Return the data below exactly, but only from the line containing "filename src/api/endpoints/hospital_affiliations.rs" through the line containing "ensure_exists::<Hospital>(conn, &affiliation.hospital_id)?;", with both of those lines included.

Collected data:
•••••

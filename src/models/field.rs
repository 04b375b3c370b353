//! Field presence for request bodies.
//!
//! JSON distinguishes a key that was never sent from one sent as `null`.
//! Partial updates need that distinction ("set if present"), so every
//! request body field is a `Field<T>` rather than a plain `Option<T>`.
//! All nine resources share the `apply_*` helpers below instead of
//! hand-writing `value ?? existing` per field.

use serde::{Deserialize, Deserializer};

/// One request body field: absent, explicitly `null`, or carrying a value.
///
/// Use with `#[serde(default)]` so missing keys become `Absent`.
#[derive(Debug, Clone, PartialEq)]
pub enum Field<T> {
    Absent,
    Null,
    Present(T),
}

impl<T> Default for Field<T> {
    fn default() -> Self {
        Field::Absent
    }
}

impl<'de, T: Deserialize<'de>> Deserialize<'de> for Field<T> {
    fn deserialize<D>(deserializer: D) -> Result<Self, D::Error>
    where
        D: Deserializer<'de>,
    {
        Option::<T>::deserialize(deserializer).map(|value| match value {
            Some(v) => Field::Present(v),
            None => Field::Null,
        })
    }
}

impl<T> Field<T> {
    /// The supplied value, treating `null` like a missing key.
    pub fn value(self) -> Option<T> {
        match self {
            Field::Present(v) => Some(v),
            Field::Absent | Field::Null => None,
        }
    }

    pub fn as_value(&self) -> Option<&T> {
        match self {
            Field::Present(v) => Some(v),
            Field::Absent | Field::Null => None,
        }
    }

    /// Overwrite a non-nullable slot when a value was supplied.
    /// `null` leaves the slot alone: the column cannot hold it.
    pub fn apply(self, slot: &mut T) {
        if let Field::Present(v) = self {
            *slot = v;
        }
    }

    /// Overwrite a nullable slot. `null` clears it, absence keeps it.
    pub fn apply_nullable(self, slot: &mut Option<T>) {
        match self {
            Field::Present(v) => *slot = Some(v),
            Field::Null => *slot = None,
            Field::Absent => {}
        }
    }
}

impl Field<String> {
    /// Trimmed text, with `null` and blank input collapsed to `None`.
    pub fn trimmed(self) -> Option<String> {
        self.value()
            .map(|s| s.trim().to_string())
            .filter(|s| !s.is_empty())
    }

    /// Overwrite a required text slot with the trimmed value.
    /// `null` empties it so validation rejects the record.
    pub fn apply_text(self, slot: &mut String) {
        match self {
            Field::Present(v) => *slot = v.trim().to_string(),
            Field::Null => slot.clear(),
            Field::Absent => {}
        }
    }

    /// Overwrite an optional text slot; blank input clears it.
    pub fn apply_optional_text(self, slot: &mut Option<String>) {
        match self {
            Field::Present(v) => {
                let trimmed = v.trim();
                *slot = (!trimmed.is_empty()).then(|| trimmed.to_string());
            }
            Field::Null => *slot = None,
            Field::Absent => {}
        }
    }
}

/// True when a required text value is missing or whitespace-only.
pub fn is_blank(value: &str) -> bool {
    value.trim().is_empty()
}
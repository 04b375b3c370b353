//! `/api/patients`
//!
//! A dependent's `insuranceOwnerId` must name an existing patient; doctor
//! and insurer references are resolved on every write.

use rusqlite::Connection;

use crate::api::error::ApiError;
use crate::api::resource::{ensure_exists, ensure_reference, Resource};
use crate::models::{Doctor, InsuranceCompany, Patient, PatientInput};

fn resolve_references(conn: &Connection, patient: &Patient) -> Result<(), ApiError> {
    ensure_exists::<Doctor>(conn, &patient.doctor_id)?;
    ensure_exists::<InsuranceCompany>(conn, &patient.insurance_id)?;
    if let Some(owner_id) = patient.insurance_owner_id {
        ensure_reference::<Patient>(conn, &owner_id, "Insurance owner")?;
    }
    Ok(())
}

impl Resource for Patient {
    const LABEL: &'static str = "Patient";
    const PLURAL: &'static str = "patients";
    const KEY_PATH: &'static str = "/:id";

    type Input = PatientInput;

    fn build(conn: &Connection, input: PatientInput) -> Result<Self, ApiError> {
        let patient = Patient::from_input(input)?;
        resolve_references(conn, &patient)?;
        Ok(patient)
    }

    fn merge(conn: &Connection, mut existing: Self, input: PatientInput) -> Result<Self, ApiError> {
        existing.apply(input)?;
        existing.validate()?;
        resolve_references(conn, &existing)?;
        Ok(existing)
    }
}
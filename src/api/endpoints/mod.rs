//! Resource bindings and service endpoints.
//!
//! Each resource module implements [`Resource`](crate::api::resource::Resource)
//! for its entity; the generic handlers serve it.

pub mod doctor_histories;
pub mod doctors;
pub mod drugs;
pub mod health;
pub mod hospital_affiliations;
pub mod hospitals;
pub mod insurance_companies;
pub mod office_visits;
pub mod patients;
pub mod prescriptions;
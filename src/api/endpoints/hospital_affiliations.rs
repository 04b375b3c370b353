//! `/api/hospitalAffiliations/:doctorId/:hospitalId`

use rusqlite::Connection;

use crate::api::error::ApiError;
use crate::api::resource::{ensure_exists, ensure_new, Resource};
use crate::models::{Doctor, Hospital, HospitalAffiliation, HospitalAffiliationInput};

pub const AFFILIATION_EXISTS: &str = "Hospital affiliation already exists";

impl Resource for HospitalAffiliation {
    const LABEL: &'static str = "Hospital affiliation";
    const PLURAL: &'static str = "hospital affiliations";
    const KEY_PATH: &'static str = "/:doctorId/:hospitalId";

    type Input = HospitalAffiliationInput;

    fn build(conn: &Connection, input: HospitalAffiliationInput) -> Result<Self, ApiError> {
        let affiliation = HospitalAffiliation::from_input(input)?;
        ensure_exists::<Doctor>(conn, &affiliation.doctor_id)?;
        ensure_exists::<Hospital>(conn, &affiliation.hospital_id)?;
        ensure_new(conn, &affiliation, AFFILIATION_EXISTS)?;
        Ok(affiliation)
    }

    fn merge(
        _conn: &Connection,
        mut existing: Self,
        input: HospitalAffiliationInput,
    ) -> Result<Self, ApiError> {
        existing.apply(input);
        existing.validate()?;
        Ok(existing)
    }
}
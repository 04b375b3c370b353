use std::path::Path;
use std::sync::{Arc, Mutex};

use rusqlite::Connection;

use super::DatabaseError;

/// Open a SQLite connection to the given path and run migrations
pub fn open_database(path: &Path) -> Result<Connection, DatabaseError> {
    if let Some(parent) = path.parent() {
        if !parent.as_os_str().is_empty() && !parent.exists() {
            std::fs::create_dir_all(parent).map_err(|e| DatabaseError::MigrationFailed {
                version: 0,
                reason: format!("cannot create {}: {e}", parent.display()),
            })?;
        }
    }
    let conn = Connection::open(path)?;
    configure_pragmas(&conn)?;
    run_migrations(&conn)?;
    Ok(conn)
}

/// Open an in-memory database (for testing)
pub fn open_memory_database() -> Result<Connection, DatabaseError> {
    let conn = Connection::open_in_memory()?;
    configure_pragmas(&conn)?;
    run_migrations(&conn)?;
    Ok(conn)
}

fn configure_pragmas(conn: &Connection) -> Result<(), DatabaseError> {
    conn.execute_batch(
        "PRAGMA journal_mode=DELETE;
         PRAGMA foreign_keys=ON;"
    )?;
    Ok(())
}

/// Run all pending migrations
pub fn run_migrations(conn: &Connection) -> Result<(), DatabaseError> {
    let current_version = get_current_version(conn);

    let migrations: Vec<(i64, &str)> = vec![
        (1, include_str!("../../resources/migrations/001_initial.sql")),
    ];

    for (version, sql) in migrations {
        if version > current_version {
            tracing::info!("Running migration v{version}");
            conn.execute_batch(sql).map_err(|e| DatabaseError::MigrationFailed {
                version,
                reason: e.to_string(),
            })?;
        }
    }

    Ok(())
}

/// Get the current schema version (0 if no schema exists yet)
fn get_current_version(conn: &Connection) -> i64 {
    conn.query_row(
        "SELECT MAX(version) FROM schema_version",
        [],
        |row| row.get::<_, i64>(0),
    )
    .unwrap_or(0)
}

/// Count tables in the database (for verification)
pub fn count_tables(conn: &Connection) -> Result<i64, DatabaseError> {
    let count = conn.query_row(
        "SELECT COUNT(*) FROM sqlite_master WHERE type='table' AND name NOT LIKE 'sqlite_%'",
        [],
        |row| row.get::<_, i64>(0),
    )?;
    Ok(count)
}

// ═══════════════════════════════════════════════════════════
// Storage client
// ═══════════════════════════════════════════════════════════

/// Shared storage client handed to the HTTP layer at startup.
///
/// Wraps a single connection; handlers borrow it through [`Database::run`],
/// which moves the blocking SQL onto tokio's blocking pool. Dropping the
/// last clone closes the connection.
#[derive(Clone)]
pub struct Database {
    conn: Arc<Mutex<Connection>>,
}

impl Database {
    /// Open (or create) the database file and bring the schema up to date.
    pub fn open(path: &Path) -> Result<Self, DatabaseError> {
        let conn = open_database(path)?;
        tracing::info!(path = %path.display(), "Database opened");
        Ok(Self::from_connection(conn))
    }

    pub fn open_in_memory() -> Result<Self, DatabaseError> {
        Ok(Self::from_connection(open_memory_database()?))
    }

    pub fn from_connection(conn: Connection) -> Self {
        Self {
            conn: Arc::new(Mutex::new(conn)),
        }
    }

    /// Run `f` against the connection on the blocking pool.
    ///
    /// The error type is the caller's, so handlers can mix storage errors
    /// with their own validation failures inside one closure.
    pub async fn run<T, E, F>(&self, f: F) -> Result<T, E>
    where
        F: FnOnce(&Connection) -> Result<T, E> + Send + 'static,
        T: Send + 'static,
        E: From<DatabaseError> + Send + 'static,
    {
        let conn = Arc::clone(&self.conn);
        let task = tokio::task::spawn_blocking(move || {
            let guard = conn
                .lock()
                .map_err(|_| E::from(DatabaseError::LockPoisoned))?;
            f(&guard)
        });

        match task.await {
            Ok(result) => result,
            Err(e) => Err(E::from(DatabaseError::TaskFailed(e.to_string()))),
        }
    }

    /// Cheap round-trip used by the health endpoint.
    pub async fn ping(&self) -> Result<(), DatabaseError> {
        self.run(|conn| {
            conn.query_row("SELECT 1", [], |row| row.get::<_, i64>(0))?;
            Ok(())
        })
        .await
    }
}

•••••

Solution to this problem:
filename src/api/endpoints/hospital_affiliations.rs
repository 04b375b3c370b353
//! `/api/hospitalAffiliations/:doctorId/:hospitalId`

use rusqlite::Connection;

use crate::api::error::ApiError;
use crate::api::resource::{ensure_exists, ensure_new, Resource};
use crate::models::{Doctor, Hospital, HospitalAffiliation, HospitalAffiliationInput};

pub const AFFILIATION_EXISTS: &str = "Hospital affiliation already exists";

impl Resource for HospitalAffiliation {
    const LABEL: &'static str = "Hospital affiliation";
    const PLURAL: &'static str = "hospital affiliations";
    const KEY_PATH: &'static str = "/:doctorId/:hospitalId";

    type Input = HospitalAffiliationInput;

    fn build(conn: &Connection, input: HospitalAffiliationInput) -> Result<Self, ApiError> {
        let affiliation = HospitalAffiliation::from_input(input)?;
        ensure_exists::<Doctor>(conn, &affiliation.doctor_id)?;
        ensure_exists::<Hospital>(conn, &affiliation.hospital_id)?;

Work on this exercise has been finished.